Iranians Targeted In Massive Phishing Campaign
Google spotted targeted attacks out of Iran against tens of thousands of Iranians in the run-up to the country's presidential election on Friday
Google says it has detected and derailed several email-based phishing attacks targeting tens of thousands of Iranian users during the past few weeks in what appears to be a politically motivated campaign.
Eric Grosse, vice president of security engineering at Google, said in a blog post that for three weeks Google has been spotting and disrupting the phishing emails, which contain a link to a Web page that spoofs a Google account maintenance option. "If the user clicks the link, they see a fake Google sign-in page that will steal their username and password," Grosse said in the post.
Google says the attackers behind the campaign appear to be the same group behind the compromise of digital certificates of former Dutch certificate authority DigiNotar in 2011.
"Our Chrome browser previously helped detect what appears to be the same group using SSL certificates to conduct attacks that targeted users within Iran. In this case, the phishing technique we detected is more routine: users receive an email containing a link to a web page that purports to provide a way to perform account maintenance," Grosse wrote.

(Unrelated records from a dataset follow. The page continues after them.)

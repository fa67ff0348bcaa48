//! Core types and shared functionality for the folio offline router.
//!
//! This crate provides:
//! - Versioned cache stores and the background replay queue, backed by SQLite
//! - Unified error types
//! - Configuration structures

pub mod cache;
pub mod config;
pub mod error;

pub use cache::{CacheDb, CachedEntry, PendingTask, TaskKind};
pub use config::{AppConfig, ConfigError, RouteMatcher, RouteSpec, Strategy};
pub use error::Error;
//! Router construction parameters.

use folio_core::{AppConfig, Error, RouteSpec, config::default_routes};
use url::Url;

/// Everything a [`Router`](super::Router) needs besides its collaborators.
///
/// `version` is the only required value; the rest default to the portfolio
/// deployment described by `AppConfig::default()`.
#[derive(Debug, Clone)]
pub struct RouterConfig {
    pub version: String,
    pub cache_prefix: String,
    pub origin: Url,
    pub precache: Vec<String>,
    pub offline_path: String,
    /// Fail install when any precache entry fails instead of logging it.
    pub strict_install: bool,
    pub sync_tag: String,
    pub notification_title: String,
    pub routes: Vec<RouteSpec>,
}

impl RouterConfig {
    pub fn new(version: impl Into<String>, origin: Url) -> Self {
        let defaults = AppConfig::default();
        Self {
            version: version.into(),
            cache_prefix: defaults.cache_prefix,
            origin,
            precache: defaults.precache,
            offline_path: defaults.offline_path,
            strict_install: defaults.strict_install,
            sync_tag: defaults.sync_tag,
            notification_title: defaults.notification_title,
            routes: default_routes(),
        }
    }

    /// Build from loaded application configuration.
    ///
    /// # Errors
    ///
    /// Returns `Error::InvalidInput` when no cache version is configured and
    /// `Error::InvalidUrl` when the origin does not parse.
    pub fn from_app_config(config: &AppConfig) -> Result<Self, Error> {
        let version = config
            .require_cache_version()
            .map_err(|e| Error::InvalidInput(e.to_string()))?;
        let origin = Url::parse(&config.origin).map_err(|e| Error::InvalidUrl(format!("{}: {e}", config.origin)))?;

        Ok(Self {
            version: version.to_string(),
            cache_prefix: config.cache_prefix.clone(),
            origin,
            precache: config.precache.clone(),
            offline_path: config.offline_path.clone(),
            strict_install: config.strict_install,
            sync_tag: config.sync_tag.clone(),
            notification_title: config.notification_title.clone(),
            routes: config.routes.clone(),
        })
    }

    pub fn strict(mut self, strict: bool) -> Self {
        self.strict_install = strict;
        self
    }

    /// Name of the versioned cache store, e.g. `portfolio-v1.4.0`.
    pub fn cache_name(&self) -> String {
        format!("{}-v{}", self.cache_prefix, self.version)
    }
}
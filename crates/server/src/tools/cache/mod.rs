//! Cache inspection tools.
//!
//! These read and trim the versioned stores directly, bypassing routing.

pub mod get;
pub mod purge;

pub use get::{CacheGetParams, get_impl};
pub use purge::{CachePurgeParams, purge_impl};
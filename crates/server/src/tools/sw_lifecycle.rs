//! sw_install / sw_activate tool implementations.
//!
//! Install builds a router for a deployment version and parks it as the
//! waiting worker; activate promotes it and deletes stale cache stores.

use std::sync::Arc;

use folio_client::Router;
use folio_core::Error;
use rmcp::{ErrorData as McpError, model::CallToolResult};
use schemars::JsonSchema;
use serde::{Deserialize, Serialize};

use super::{WorkerHost, json_result};

/// Parameters for the sw_install tool.
#[derive(Debug, Clone, Default, Serialize, Deserialize, JsonSchema)]
pub struct SwInstallParams {
    /// Deployment version to install. Defaults to the configured version.
    #[serde(default)]
    pub version: Option<String>,

    /// Override the configured install policy: fail on any precache error.
    #[serde(default)]
    pub strict: Option<bool>,
}

/// Implementation of the sw_install tool.
pub async fn install_impl(host: &WorkerHost, params: SwInstallParams) -> Result<CallToolResult, McpError> {
    let mut config = host.config.clone();

    if let Some(version) = params.version {
        if version.trim().is_empty() || version.chars().any(char::is_whitespace) {
            return Err(Error::InvalidInput(format!("invalid version: {version:?}")).into());
        }
        config.version = version;
    }
    if let Some(strict) = params.strict {
        config = config.strict(strict);
    }

    let router = Arc::new(Router::new(config, host.cache.clone(), host.network.clone())?);
    let report = host.registration.register(router).await?;

    json_result(&report)
}

/// Implementation of the sw_activate tool.
pub async fn activate_impl(host: &WorkerHost) -> Result<CallToolResult, McpError> {
    let report = host.registration.activate().await?;
    json_result(&report)
}

#[cfg(test)]
mod tests {
    use super::*;
    use crate::tools::test_support::{offline_host, output_text};

    #[tokio::test]
    async fn test_best_effort_install_offline() {
        let host = offline_host().await;

        let result = install_impl(&host, SwInstallParams::default()).await.unwrap();
        let output: serde_json::Value = serde_json::from_str(&output_text(&result)).unwrap();
        assert_eq!(output["cache_name"], "portfolio-v1");
        assert_eq!(output["failed"].as_array().unwrap().len(), 5);
        assert!(host.registration.waiting().await.is_some());
    }

    #[tokio::test]
    async fn test_strict_install_offline_fails() {
        let host = offline_host().await;
        let params = SwInstallParams { version: None, strict: Some(true) };

        assert!(install_impl(&host, params).await.is_err());
        assert!(host.registration.waiting().await.is_none());
    }

    #[tokio::test]
    async fn test_install_rejects_blank_version() {
        let host = offline_host().await;
        let params = SwInstallParams { version: Some(" ".into()), strict: None };
        assert!(install_impl(&host, params).await.is_err());
    }

    #[tokio::test]
    async fn test_install_then_activate() {
        let host = offline_host().await;
        let params = SwInstallParams { version: Some("9".into()), strict: None };
        install_impl(&host, params).await.unwrap();

        let result = activate_impl(&host).await.unwrap();
        let output: serde_json::Value = serde_json::from_str(&output_text(&result)).unwrap();
        assert_eq!(output["cache_name"], "portfolio-v9");
        assert_eq!(host.current_store().await, "portfolio-v9");
    }

    #[tokio::test]
    async fn test_activate_without_install() {
        let host = offline_host().await;
        assert!(activate_impl(&host).await.is_err());
    }
}
//! cache_get tool implementation.
//!
//! Looks up one stored response, or lists a store when no URL is given.

use folio_core::{CachedEntry, Error};
use rmcp::{ErrorData as McpError, model::CallToolResult};
use schemars::JsonSchema;
use serde::{Deserialize, Serialize};

use crate::tools::{WorkerHost, json_result};

/// Parameters for the cache_get tool.
#[derive(Debug, Clone, Default, Serialize, Deserialize, JsonSchema)]
pub struct CacheGetParams {
    /// Absolute URL of the cached request. Omit to list the store.
    #[serde(default)]
    pub url: Option<String>,

    /// Request method (default: GET).
    #[serde(default)]
    pub method: Option<String>,

    /// Store to read (default: the active version's store).
    #[serde(default)]
    pub store: Option<String>,
}

/// Entry as reported by cache_get; the body is decoded lossily as text.
#[derive(Debug, Clone, Serialize)]
pub struct EntryView {
    pub store: String,
    pub method: String,
    pub url: String,
    pub status: u16,
    pub headers: Vec<(String, String)>,
    pub stored_at: String,
    pub size: usize,
    #[serde(skip_serializing_if = "Option::is_none")]
    pub body_text: Option<String>,
}

impl EntryView {
    fn new(entry: CachedEntry, with_body: bool) -> Self {
        let body_text = with_body.then(|| String::from_utf8_lossy(&entry.body).into_owned());
        Self {
            size: entry.body.len(),
            store: entry.store,
            method: entry.method,
            url: entry.url,
            status: entry.status,
            headers: entry.headers,
            stored_at: entry.stored_at,
            body_text,
        }
    }
}

#[derive(Debug, Serialize)]
struct StoreListing {
    store: String,
    stores: Vec<String>,
    entries: Vec<EntryView>,
}

/// Implementation of the cache_get tool.
pub async fn get_impl(host: &WorkerHost, params: CacheGetParams) -> Result<CallToolResult, McpError> {
    let store = match params.store {
        Some(store) => store,
        None => host.current_store().await,
    };

    let Some(url) = params.url else {
        let entries = host.cache.list_entries(&store).await?;
        let listing = StoreListing {
            stores: host.cache.list_stores().await?,
            entries: entries.into_iter().map(|e| EntryView::new(e, false)).collect(),
            store,
        };
        return json_result(&listing);
    };

    let method = params.method.as_deref().unwrap_or("GET");
    let entry = host
        .cache
        .match_entry(&store, method, &url)
        .await?
        .ok_or_else(|| Error::CacheMiss(format!("{method} {url} in {store}")))?;

    json_result(&EntryView::new(entry, true))
}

"The timing and targeting of the campaigns suggest that the attacks are politically motivated in connection with the Iranian presidential election on Friday," he said.
In the wake of the DigiNotar breach in 2011, more than 500 rogue DigiNotar digital certificates were created for such high-profile domains as cia.gov, microsoft.com, Microsoft's windowsupdate.com, and mozilla.org, as well as one posing as VeriSign Root CA. In addition, more than 300,000 IP addresses, mostly in Iran, were compromised, and the hacker who breached a Comodo reseller earlier this year claimed responsibility for the DigiNotar hack.
Grosse recommends that Iranian users run Chrome and two-step authentication, and verify the URL in the address bar before typing their Google passwords: https://accounts.google.com/. "If the website's address does not match this text, please don’t enter your Google password," he said.
"Protecting our users' accounts is one of our top priorities, so we notify targets of state-sponsored attacks and other suspicious activity, and we take other appropriate actions to limit the impact of these attacks on our users," Grosse wrote.